Stored data entries
================

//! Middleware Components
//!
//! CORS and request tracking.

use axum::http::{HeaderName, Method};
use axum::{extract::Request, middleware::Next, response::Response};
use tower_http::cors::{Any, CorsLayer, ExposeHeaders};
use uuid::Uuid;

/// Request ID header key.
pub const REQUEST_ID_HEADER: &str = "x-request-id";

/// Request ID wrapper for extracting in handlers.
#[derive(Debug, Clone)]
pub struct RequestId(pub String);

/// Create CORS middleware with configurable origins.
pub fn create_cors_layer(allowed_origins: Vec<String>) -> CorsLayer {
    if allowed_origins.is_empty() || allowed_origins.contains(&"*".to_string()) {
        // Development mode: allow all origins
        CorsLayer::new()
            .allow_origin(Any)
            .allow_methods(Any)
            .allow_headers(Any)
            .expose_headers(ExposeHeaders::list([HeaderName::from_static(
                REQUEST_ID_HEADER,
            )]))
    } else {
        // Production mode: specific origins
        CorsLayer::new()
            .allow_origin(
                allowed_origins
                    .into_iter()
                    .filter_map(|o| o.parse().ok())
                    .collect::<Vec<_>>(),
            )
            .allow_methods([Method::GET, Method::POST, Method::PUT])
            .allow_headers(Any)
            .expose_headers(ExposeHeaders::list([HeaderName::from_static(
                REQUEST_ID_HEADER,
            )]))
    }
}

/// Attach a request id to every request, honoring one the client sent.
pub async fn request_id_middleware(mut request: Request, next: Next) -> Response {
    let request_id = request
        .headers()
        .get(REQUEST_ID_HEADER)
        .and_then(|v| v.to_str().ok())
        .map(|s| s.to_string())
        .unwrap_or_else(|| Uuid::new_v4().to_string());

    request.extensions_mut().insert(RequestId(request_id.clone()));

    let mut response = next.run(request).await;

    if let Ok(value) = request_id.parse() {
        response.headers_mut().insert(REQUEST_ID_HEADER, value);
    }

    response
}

================

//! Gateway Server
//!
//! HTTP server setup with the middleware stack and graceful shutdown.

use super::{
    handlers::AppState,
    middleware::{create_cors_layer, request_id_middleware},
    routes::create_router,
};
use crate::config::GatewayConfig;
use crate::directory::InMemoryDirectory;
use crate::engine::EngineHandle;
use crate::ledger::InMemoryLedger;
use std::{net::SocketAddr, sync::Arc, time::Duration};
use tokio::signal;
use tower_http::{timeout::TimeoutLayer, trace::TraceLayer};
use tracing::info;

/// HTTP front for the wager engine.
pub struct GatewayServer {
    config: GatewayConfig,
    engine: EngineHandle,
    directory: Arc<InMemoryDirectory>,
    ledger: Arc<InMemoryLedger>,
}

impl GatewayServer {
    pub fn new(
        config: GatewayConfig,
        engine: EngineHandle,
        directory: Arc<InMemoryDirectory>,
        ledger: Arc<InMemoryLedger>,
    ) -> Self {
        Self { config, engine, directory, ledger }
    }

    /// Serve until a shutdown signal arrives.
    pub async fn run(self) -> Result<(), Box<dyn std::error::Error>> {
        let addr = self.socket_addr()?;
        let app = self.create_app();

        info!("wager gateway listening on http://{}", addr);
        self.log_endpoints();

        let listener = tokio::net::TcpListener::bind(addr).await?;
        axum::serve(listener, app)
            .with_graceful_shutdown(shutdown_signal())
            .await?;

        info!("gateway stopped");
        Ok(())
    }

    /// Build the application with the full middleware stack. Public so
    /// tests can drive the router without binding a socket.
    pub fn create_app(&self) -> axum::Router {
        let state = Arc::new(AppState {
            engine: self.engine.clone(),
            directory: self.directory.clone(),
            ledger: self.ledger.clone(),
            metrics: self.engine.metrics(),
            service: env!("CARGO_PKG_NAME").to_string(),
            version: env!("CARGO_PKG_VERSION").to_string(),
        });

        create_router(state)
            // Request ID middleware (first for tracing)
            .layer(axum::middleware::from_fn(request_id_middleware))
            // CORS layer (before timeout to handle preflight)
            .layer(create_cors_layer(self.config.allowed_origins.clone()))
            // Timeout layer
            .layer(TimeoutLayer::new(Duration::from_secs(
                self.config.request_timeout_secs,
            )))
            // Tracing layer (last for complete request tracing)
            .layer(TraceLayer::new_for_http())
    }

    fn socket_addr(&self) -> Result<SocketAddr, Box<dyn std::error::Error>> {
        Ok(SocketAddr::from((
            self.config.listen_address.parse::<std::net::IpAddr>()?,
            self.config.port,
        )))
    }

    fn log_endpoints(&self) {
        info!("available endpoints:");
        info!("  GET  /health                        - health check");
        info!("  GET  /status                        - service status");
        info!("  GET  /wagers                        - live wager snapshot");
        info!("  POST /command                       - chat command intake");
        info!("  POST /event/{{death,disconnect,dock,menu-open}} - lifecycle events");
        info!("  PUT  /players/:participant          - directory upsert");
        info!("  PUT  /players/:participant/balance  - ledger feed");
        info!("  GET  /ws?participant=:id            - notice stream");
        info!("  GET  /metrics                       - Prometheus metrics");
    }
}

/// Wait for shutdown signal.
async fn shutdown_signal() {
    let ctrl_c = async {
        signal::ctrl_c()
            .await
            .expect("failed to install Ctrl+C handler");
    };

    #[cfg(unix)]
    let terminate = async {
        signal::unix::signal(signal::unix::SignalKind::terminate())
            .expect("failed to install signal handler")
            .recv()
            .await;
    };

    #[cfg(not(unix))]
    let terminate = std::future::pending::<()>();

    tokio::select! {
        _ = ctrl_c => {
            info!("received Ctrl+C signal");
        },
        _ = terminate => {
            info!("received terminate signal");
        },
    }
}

================

**What to produce:** For every line above that holds the word "GatewayServer", report the whole line.

**Result for this task:**
pub struct GatewayServer {
impl GatewayServer {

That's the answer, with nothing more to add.